→ How to complete this task
In this data, count the lines in which "Everything" appears and give only that number.

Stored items
□ □ □ □
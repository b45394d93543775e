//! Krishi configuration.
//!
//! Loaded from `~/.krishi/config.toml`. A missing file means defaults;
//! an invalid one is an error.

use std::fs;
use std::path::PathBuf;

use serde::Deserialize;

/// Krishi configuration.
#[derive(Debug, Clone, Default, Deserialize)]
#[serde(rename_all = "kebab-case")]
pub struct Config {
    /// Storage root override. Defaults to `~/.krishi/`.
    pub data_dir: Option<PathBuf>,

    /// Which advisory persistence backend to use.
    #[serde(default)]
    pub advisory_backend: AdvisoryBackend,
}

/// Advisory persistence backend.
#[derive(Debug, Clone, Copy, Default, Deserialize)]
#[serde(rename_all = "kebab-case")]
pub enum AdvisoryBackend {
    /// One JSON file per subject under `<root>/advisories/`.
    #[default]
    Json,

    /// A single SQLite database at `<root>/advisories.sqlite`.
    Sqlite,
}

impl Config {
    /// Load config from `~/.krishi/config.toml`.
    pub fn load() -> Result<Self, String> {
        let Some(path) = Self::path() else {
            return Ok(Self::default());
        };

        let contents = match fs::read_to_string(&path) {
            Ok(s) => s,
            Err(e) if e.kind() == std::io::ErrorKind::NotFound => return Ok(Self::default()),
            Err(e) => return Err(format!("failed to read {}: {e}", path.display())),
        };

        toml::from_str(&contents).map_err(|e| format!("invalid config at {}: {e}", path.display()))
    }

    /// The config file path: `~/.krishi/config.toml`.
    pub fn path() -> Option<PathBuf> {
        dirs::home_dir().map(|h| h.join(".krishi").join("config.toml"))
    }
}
□ □ □ □
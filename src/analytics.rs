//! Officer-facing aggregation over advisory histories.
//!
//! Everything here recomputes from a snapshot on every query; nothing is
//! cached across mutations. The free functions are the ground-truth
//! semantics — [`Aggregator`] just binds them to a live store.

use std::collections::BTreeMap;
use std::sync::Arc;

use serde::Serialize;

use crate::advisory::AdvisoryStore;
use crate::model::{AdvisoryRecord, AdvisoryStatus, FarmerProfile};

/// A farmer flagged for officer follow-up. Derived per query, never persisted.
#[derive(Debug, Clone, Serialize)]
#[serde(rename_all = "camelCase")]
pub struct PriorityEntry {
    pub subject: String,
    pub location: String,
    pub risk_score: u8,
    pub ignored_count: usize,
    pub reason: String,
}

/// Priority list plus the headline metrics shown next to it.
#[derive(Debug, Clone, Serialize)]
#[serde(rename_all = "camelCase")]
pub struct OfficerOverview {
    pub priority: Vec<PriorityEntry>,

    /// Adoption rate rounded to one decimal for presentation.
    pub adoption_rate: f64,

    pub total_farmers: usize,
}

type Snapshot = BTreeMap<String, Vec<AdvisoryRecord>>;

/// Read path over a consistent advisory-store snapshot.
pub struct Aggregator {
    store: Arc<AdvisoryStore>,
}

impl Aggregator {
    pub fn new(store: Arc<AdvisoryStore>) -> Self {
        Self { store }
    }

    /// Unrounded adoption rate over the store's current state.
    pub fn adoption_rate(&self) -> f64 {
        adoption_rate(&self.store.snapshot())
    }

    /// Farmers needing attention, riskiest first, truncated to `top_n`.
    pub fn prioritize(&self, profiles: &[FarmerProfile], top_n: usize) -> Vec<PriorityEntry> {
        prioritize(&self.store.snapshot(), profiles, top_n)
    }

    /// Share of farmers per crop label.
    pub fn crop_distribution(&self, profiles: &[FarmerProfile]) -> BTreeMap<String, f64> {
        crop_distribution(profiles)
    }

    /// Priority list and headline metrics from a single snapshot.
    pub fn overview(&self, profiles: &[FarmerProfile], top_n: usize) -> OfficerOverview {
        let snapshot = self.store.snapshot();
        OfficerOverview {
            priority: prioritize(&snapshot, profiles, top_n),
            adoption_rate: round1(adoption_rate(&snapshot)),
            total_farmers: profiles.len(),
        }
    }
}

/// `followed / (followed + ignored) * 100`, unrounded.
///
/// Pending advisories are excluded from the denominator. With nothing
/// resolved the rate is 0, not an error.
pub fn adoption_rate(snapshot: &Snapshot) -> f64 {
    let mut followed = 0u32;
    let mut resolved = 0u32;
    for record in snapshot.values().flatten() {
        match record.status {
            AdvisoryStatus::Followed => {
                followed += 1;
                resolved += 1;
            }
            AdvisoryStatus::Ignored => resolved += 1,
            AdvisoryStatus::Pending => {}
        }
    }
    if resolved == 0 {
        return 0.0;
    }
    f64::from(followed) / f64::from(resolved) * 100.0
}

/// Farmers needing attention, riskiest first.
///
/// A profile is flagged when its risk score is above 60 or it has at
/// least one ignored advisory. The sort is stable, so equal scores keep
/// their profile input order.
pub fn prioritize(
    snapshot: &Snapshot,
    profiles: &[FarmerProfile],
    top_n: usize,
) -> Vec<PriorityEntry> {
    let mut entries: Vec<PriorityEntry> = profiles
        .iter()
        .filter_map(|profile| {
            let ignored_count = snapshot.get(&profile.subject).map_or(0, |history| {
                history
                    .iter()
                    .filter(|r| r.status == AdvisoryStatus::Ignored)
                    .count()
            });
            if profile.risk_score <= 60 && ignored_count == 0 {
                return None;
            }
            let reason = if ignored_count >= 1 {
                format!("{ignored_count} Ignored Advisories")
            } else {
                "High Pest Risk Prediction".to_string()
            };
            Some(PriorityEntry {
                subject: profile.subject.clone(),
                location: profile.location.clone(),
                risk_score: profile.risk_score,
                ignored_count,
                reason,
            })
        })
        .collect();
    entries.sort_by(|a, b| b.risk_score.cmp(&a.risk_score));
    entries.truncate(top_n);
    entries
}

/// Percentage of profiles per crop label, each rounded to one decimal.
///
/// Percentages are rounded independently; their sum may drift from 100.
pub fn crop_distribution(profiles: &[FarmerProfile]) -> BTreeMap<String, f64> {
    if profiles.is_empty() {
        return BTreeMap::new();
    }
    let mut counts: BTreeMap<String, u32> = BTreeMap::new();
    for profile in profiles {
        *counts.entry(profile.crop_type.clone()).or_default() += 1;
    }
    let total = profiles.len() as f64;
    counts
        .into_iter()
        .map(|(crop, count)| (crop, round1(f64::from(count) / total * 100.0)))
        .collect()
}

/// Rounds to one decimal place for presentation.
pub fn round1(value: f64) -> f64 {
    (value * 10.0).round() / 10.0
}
□ □ □ □
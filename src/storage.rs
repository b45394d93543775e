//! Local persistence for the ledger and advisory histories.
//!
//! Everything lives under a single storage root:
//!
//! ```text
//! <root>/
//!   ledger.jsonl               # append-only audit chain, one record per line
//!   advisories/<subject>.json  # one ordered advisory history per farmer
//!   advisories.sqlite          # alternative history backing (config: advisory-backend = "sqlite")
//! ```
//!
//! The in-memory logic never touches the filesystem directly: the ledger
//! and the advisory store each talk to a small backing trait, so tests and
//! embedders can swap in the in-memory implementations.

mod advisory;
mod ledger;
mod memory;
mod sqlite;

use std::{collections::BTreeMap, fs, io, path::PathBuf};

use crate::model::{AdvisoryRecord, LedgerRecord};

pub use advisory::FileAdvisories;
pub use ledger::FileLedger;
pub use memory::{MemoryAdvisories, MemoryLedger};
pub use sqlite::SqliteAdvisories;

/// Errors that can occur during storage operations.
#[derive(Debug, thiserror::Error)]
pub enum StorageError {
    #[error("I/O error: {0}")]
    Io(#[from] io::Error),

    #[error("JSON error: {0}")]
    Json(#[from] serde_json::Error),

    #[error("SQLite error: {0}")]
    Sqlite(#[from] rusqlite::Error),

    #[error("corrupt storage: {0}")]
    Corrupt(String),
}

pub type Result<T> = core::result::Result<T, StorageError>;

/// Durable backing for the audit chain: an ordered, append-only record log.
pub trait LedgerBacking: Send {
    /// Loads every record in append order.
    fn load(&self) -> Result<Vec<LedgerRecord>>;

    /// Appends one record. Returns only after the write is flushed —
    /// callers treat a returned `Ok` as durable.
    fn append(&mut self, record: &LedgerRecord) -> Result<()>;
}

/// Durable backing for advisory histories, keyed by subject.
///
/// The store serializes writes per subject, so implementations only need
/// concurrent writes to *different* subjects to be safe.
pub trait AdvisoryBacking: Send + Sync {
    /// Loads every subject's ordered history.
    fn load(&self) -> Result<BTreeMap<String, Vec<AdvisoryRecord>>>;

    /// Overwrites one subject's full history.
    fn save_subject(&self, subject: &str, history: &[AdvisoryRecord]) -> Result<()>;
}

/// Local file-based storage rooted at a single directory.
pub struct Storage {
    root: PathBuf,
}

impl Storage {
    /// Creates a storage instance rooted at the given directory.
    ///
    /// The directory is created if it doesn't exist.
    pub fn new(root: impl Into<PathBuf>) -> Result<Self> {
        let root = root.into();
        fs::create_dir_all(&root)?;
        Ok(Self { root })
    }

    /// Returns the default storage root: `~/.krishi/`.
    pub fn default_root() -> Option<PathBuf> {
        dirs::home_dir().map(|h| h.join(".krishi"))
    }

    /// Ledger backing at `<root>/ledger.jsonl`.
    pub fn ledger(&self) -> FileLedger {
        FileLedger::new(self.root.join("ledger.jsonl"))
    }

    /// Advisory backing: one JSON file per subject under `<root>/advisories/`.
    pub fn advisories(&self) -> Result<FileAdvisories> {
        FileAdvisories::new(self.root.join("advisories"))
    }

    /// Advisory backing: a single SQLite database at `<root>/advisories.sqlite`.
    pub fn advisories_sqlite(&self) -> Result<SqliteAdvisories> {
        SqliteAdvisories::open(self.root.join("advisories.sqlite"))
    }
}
□ □ □ □
→ Task response
2